Scott, who has been in Orlando all week, was visiting the city of Orlando's Family Assistance Center on Friday morning at the time jobs numbers became available online from the Florida Department of Economic Opportunity.

Asked why no news release was distributed, Scott spokeswoman Jackie Schutz said: "Our focus is on helping the victims and their families affected by the Orlando terror attack."

Snaith, who works in Orlando, said he wasn't surprised that the state underplayed the jobs report. "Putting this in perspective is the right thing to do," he said, instead of "bragging about job growth in the wake of all the tragedy we've seen here."

Many of the nagging negatives of the prolonged economic recovery persist. Wage growth is restrained.

And Florida, like much of the country, continues to struggle with a high number of discouraged workers who are not looking for a job and are therefore excluded in calculating the unemployment rate. Many of them are expected to enter the workforce at some point, ratcheting up competition for jobs.

As with past months, the fastest-growing industry is one rooted in historically low-paying jobs: leisure and hospitality, which added 8,100 jobs over the month and 49,300 jobs for the year due to a big jump in hotel and restaurant positions.

Still, compared with most states, Florida is in an enviable position.

Because a smattering of states saw unemployment rise in May, and most were flat in job growth, the country netted a mere 38,000 new jobs over the month. More than 60 percent of them, it turns out, were in Florida.

Scott Brown, chief economist for Raymond James Financial in St. Petersburg, was encouraged by how broad-based the recovery has become with the state adding jobs in nearly every sector, including many higher-paying fields.

Since May 2015, Florida's once-decimated construction industry has added 29,400 jobs, nearly 7 percent growth and second only to California, according to Associated General Contractors of America. Manufacturing remains a relatively small slice of Florida's economic pie, but it's growing, up more than 3 percent over the year.

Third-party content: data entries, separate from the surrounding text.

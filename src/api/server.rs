//! API server lifecycle: bind → spawn background task → return a handle
//! with a shutdown channel.

use std::net::SocketAddr;

use tokio::sync::oneshot;
use tokio::task::JoinHandle;

use crate::api::router::build_router;
use crate::api::types::ApiContext;

/// Handle to a running API server.
pub struct ApiServer {
    addr: SocketAddr,
    shutdown_tx: Option<oneshot::Sender<()>>,
    task: Option<JoinHandle<()>>,
}

impl ApiServer {
    /// The bound address (resolves port 0 to the ephemeral port).
    pub fn addr(&self) -> SocketAddr {
        self.addr
    }

    /// Signal graceful shutdown. Safe to call more than once.
    pub fn shutdown(&mut self) {
        if let Some(tx) = self.shutdown_tx.take() {
            let _ = tx.send(());
            tracing::info!("API server shutdown signal sent");
        }
    }

    /// Signal shutdown and wait for in-flight requests to drain.
    pub async fn stop(mut self) {
        self.shutdown();
        if let Some(task) = self.task.take() {
            if let Err(e) = task.await {
                tracing::error!("API server task failed: {e}");
            }
        }
    }
}

/// Bind `addr` and serve the document API in a background task.
pub async fn start_api_server_on(
    ctx: ApiContext,
    addr: SocketAddr,
) -> Result<ApiServer, std::io::Error> {
    let listener = tokio::net::TcpListener::bind(addr).await?;
    let addr = listener.local_addr()?;

    let app = build_router(ctx);
    let (shutdown_tx, shutdown_rx) = oneshot::channel::<()>();

    let task = tokio::spawn(async move {
        let shutdown_signal = async move {
            let _ = shutdown_rx.await;
            tracing::info!("API server received shutdown signal");
        };

        tracing::info!(%addr, "API server started");

        if let Err(e) = axum::serve(listener, app)
            .with_graceful_shutdown(shutdown_signal)
            .await
        {
            tracing::error!("API server error: {e}");
        }

        tracing::info!("API server stopped");
    });

    Ok(ApiServer {
        addr,
        shutdown_tx: Some(shutdown_tx),
        task: Some(task),
    })
}

#[cfg(test)]
mod tests {
    use std::net::{IpAddr, Ipv4Addr};

    use super::*;
    use crate::pipeline::processor::testing::default_service;

    fn loopback() -> SocketAddr {
        SocketAddr::new(IpAddr::V4(Ipv4Addr::LOCALHOST), 0)
    }

    #[tokio::test]
    async fn serves_health_over_http() {
        let server = start_api_server_on(ApiContext::new(default_service()), loopback())
            .await
            .expect("server should start");
        assert!(server.addr().port() > 0);

        let url = format!("http://{}/health", server.addr());
        let resp = reqwest::get(&url).await.unwrap();
        assert_eq!(resp.status(), reqwest::StatusCode::OK);
        let body: serde_json::Value = resp.json().await.unwrap();
        assert_eq!(body["status"], "ok");

        server.stop().await;
    }

    #[tokio::test]
    async fn unknown_route_is_not_found() {
        let server = start_api_server_on(ApiContext::new(default_service()), loopback())
            .await
            .expect("server should start");

        let url = format!("http://{}/nonexistent", server.addr());
        let resp = reqwest::get(&url).await.unwrap();
        assert_eq!(resp.status(), reqwest::StatusCode::NOT_FOUND);

        server.stop().await;
    }

    #[tokio::test]
    async fn shutdown_is_idempotent() {
        let mut server = start_api_server_on(ApiContext::new(default_service()), loopback())
            .await
            .expect("server should start");

        server.shutdown();
        server.shutdown();
        server.stop().await;
    }
}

Tourism has been helped by still-low gas prices, while the housing recovery has taken root, driving foreclosures in some of the state's hardest-hit regions down to 10-year lows.

"It's been a long road back, but things are definitely getting better," Brown said. "This is a relatively well-balanced report. … I'll take it."

The only sector that's still losing jobs year over year is information.

The Tampa Bay area has added 46,100 jobs over the year, second only to Orlando among Florida metros. Based on private-sector jobs alone, Tampa Bay was the top metro.

The bay area's unemployment rate fell from 4.3 percent to 4.1 percent.